----- Records
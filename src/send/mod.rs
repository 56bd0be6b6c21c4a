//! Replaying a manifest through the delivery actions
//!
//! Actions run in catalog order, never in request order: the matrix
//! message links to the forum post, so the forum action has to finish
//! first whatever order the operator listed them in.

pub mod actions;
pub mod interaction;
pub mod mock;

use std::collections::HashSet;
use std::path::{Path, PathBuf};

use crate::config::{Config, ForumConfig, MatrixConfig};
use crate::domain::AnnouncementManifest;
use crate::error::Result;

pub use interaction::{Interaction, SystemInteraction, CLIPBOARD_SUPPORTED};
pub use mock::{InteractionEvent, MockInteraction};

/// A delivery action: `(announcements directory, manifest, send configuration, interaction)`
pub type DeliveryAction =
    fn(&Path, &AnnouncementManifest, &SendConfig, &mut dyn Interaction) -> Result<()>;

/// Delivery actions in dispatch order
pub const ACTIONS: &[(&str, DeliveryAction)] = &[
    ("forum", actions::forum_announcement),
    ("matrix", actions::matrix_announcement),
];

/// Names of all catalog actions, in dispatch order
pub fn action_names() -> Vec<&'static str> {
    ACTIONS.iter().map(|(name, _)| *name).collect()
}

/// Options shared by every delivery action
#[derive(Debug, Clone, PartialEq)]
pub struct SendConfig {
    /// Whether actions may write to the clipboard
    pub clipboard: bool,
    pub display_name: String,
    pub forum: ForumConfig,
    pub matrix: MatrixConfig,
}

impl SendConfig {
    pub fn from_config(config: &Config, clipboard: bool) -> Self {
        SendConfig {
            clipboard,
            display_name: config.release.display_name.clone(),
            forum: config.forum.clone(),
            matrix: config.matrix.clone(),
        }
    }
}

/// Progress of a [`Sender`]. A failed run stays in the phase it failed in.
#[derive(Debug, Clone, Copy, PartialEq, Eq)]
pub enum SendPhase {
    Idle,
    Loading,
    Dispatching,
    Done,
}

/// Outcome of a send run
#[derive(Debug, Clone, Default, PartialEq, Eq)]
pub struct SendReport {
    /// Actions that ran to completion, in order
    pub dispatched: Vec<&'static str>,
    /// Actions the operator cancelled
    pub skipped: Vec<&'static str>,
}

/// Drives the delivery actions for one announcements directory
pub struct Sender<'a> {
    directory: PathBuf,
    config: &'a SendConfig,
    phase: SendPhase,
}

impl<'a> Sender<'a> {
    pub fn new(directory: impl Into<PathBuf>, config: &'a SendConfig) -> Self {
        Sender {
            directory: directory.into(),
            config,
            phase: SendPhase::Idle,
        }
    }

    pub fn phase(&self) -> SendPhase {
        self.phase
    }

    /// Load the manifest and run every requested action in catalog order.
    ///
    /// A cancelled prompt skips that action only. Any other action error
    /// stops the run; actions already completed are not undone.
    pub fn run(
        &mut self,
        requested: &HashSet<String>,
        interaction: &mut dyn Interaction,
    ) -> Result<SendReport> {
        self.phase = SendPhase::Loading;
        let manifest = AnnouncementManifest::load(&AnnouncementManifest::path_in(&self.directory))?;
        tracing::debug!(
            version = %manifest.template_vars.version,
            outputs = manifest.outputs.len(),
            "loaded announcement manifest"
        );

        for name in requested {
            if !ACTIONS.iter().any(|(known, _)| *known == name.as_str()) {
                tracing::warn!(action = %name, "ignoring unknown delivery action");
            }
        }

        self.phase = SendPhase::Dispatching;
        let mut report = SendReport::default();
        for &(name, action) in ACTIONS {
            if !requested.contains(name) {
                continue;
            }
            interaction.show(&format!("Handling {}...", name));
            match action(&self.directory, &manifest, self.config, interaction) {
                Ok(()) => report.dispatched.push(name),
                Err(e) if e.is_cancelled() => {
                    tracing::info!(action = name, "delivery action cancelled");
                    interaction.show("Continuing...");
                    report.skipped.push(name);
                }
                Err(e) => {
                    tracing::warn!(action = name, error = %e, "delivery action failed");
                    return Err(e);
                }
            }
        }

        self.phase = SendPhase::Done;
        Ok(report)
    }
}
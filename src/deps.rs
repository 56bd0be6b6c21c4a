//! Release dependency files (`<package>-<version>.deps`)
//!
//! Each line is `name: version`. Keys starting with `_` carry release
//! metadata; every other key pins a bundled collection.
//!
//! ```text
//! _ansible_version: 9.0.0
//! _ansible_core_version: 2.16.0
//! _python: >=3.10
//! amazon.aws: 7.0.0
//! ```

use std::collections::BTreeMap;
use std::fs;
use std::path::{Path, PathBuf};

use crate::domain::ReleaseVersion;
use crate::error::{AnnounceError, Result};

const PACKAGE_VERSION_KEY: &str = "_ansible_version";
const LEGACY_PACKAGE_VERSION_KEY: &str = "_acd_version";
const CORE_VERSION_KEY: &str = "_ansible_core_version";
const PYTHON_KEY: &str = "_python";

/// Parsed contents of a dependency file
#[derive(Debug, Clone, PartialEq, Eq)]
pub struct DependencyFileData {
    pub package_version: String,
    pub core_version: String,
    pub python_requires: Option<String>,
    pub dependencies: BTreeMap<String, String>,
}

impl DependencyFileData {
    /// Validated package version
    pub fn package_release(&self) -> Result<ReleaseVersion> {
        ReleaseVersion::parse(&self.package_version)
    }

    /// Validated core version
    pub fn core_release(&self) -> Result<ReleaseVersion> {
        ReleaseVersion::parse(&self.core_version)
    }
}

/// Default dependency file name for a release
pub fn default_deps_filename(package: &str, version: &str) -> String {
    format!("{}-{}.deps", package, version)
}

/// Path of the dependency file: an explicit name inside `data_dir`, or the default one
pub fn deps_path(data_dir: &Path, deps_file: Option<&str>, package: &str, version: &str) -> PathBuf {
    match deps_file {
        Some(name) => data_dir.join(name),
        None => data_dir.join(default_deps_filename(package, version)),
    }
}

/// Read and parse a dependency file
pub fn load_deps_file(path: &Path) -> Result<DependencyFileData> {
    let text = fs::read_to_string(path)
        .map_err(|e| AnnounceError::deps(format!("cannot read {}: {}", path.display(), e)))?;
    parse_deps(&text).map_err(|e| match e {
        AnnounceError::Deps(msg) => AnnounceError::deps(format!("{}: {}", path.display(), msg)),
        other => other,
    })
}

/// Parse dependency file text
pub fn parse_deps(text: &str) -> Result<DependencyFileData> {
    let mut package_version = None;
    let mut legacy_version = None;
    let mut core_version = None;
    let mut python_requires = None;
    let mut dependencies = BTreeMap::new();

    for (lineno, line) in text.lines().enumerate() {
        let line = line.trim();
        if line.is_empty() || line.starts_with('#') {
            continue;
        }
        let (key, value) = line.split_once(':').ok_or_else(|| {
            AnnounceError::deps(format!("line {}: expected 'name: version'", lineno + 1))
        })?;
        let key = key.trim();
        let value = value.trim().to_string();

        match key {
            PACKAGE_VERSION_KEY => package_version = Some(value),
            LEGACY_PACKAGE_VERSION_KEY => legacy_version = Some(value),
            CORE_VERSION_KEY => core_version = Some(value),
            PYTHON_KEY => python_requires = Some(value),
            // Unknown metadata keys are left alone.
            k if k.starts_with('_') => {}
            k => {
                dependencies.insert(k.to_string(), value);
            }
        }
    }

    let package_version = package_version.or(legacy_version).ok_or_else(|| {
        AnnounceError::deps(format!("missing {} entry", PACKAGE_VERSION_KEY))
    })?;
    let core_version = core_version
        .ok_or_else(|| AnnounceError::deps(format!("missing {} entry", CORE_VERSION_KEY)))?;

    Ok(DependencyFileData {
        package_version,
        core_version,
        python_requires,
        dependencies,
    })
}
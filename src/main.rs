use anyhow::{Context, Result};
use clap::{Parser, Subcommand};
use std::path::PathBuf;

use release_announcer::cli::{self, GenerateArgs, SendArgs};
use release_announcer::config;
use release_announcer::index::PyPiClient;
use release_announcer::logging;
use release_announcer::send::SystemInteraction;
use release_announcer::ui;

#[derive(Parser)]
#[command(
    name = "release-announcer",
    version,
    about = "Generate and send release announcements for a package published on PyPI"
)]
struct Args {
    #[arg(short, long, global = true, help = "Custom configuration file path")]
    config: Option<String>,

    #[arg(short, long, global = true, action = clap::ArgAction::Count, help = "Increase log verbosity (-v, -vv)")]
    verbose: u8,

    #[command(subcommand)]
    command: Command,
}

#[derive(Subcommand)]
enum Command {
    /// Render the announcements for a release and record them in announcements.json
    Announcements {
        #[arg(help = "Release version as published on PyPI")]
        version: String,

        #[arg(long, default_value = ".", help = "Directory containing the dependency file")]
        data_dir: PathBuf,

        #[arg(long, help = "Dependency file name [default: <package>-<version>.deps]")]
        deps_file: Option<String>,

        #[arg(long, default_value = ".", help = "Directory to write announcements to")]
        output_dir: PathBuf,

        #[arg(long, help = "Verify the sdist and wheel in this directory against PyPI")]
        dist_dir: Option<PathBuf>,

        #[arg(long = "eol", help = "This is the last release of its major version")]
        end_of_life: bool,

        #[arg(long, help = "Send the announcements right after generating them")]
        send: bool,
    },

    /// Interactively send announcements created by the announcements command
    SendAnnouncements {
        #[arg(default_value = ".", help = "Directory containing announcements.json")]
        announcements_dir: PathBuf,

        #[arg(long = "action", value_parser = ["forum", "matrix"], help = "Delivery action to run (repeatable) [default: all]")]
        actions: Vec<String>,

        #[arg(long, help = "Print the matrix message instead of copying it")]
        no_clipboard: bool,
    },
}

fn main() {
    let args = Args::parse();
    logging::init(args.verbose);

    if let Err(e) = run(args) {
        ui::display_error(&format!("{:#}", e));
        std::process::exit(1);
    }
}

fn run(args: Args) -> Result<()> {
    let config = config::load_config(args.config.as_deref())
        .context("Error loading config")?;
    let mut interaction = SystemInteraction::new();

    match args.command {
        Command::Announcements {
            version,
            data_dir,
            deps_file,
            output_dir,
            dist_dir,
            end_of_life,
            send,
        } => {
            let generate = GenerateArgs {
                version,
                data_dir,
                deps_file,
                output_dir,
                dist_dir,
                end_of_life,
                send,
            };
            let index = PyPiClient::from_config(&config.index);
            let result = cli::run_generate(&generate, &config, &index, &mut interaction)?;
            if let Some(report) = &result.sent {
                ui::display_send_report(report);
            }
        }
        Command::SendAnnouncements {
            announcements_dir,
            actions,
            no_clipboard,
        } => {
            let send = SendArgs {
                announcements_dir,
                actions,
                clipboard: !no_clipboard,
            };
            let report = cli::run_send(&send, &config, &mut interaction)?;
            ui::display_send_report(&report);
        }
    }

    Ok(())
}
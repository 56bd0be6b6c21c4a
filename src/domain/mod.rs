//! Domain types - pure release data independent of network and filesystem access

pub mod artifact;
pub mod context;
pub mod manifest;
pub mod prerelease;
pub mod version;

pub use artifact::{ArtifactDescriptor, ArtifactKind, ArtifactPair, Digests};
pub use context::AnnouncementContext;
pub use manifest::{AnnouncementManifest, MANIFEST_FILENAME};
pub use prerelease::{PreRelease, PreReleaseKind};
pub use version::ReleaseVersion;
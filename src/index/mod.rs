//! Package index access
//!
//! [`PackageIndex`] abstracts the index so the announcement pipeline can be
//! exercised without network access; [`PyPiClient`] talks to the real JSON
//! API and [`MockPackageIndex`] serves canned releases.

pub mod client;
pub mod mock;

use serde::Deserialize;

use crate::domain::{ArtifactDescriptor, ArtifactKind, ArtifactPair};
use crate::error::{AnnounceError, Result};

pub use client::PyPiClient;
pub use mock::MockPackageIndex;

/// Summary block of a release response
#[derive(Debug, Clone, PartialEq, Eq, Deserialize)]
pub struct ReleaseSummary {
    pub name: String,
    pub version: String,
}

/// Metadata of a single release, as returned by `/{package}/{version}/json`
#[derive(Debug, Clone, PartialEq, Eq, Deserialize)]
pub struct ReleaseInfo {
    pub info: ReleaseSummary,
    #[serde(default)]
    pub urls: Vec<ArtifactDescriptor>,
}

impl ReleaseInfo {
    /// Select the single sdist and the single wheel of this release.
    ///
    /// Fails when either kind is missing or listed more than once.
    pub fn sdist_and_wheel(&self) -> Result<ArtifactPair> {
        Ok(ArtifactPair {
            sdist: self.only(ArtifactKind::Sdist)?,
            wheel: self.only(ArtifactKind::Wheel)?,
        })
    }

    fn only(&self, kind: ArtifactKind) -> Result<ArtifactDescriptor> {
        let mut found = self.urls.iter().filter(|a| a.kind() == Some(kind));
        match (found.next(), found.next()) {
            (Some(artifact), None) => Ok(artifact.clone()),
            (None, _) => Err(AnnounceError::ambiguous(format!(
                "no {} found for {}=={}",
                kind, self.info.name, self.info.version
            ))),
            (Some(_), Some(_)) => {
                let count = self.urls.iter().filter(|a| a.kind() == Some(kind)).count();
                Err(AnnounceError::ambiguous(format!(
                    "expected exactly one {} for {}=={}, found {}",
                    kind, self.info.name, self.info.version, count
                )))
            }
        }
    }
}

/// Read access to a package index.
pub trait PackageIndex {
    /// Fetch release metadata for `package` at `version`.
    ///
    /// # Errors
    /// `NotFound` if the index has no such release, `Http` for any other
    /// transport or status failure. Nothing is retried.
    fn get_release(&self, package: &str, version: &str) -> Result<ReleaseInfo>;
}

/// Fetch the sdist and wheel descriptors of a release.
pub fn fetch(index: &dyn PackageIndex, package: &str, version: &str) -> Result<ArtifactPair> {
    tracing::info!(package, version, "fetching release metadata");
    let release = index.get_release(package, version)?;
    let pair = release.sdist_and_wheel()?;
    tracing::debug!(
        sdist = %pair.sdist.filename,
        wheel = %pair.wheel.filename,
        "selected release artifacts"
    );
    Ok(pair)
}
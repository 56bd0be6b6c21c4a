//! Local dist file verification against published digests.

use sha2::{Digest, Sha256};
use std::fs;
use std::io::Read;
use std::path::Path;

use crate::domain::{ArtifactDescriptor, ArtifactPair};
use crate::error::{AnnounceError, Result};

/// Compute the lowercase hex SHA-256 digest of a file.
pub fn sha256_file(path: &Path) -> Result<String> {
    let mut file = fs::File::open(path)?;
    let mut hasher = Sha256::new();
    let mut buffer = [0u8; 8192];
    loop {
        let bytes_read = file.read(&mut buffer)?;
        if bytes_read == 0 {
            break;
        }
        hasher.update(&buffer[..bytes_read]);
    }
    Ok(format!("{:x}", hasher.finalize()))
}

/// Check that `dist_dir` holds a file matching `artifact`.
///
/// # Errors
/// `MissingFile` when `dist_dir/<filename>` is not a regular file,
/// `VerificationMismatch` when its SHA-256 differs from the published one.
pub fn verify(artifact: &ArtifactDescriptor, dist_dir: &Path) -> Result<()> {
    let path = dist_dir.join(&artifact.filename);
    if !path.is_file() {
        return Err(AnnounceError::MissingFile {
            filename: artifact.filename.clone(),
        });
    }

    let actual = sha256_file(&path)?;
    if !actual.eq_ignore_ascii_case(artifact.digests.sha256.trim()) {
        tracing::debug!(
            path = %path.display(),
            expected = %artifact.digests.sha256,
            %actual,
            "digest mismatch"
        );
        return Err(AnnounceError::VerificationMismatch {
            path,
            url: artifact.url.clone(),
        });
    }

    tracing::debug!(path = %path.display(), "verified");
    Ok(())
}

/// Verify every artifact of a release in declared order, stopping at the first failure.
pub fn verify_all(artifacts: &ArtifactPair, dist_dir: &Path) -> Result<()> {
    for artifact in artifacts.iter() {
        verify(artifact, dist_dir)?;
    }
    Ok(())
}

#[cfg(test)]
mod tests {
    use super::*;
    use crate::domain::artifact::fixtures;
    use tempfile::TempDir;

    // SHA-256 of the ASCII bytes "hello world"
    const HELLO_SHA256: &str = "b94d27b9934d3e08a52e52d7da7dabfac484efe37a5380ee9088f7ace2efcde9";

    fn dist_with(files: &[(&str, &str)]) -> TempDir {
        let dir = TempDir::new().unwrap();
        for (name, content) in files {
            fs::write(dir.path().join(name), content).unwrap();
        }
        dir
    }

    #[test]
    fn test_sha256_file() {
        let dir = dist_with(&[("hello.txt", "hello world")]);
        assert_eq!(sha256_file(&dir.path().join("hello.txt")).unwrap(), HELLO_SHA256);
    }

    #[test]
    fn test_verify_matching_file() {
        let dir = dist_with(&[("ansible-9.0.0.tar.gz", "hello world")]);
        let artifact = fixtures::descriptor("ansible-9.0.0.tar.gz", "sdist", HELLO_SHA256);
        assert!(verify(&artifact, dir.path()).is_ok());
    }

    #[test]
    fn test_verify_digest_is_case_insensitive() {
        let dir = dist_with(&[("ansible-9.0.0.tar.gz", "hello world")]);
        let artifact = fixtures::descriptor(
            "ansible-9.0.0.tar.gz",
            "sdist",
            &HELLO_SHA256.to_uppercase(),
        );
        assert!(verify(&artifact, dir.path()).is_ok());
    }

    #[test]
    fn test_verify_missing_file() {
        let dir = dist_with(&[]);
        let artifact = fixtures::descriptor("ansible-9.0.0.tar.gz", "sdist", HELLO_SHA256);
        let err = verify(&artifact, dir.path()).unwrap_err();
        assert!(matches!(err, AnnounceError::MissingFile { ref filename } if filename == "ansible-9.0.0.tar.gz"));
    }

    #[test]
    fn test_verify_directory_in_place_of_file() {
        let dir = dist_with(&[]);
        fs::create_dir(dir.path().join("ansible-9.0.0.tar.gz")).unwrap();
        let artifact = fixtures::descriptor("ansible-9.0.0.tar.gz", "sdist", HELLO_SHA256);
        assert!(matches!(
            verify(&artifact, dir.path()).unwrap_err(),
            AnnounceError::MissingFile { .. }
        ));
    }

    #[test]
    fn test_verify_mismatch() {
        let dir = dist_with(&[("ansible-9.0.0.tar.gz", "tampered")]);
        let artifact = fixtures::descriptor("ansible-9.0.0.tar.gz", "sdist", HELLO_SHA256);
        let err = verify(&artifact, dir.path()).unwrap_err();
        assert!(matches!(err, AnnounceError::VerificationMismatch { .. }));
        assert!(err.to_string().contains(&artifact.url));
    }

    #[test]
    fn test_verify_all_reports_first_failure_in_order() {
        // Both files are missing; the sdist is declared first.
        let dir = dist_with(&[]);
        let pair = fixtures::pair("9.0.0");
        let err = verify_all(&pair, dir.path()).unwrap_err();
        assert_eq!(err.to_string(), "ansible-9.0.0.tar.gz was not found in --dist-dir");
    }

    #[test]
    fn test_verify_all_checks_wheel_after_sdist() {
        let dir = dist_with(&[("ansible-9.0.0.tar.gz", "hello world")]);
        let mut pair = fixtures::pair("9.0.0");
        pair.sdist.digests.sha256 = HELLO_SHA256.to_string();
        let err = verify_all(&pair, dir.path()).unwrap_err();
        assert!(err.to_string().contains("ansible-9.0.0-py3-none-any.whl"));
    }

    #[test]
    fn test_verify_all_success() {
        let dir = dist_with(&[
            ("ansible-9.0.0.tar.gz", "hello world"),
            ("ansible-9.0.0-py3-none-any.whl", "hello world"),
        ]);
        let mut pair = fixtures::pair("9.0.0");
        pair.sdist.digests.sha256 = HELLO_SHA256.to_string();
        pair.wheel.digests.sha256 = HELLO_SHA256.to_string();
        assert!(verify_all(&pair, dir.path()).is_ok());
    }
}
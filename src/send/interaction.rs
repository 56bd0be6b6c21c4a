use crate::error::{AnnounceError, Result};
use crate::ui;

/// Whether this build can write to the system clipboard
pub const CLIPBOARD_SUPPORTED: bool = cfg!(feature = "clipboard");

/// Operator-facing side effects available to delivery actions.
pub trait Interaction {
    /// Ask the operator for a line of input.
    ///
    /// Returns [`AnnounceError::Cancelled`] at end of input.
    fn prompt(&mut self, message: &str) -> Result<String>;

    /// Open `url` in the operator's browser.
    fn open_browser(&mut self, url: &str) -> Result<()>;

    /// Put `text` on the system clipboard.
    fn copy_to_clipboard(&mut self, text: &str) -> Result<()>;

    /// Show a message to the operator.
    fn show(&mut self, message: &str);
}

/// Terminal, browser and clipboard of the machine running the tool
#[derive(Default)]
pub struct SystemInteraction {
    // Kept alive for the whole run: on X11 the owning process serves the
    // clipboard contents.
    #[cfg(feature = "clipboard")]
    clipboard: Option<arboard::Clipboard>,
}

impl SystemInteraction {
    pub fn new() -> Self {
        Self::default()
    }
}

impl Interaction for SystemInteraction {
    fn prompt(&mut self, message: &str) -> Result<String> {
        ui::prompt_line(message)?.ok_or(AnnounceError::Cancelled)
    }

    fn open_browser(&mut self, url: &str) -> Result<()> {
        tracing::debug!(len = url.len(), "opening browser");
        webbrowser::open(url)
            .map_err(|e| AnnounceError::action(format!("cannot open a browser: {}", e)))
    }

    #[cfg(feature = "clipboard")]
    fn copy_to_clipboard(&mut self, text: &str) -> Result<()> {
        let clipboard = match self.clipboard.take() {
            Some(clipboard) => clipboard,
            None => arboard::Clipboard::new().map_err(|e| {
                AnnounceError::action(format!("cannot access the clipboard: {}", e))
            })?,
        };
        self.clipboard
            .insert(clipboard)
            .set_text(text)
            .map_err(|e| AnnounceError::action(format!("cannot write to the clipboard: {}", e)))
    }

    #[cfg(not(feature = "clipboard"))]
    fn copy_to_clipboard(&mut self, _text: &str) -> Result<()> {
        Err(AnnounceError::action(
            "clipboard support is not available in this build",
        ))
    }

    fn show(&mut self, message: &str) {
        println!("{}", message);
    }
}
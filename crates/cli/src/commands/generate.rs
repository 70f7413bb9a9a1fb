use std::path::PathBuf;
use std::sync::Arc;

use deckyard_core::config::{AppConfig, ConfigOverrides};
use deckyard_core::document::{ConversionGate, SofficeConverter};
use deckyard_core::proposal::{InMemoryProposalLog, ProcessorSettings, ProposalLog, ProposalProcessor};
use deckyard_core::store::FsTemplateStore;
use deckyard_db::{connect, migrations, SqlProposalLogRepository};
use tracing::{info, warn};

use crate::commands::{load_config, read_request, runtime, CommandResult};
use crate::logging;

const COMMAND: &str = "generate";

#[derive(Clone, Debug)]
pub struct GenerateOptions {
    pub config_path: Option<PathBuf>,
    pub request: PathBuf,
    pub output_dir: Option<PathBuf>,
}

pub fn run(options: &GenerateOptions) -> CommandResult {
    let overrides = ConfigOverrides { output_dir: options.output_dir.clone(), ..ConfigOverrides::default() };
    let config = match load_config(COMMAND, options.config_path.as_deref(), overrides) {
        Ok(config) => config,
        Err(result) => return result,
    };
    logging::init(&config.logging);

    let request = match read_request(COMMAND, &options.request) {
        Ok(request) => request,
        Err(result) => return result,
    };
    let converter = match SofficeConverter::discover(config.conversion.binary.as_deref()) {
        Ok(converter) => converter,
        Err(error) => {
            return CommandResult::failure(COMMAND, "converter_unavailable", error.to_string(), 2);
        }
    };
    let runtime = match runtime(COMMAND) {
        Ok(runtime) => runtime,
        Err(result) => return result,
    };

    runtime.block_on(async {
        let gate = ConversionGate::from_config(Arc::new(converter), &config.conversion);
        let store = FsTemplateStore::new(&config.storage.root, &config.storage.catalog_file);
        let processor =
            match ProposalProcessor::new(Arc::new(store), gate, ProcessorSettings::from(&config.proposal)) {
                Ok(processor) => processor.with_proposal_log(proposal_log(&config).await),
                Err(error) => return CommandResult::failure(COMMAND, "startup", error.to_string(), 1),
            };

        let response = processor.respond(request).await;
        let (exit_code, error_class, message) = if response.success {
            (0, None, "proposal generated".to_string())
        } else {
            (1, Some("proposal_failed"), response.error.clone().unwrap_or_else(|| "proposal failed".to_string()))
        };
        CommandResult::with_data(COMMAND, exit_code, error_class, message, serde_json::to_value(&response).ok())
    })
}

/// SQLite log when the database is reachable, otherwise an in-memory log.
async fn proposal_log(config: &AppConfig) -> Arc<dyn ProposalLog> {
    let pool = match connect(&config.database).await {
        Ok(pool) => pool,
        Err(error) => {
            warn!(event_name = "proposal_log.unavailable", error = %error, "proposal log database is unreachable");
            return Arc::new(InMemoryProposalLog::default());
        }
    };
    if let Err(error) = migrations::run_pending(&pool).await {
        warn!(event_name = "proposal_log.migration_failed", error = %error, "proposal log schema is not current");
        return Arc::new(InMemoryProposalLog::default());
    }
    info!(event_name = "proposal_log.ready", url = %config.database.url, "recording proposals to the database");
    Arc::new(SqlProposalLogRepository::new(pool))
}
----------
Every line above that holds the string "them" should be returned.

- Answer box -
//! first whatever order the operator listed them in.
    /// Render the announcements for a release and record them in announcements.json
        #[arg(long, help = "Send the announcements right after generating them")]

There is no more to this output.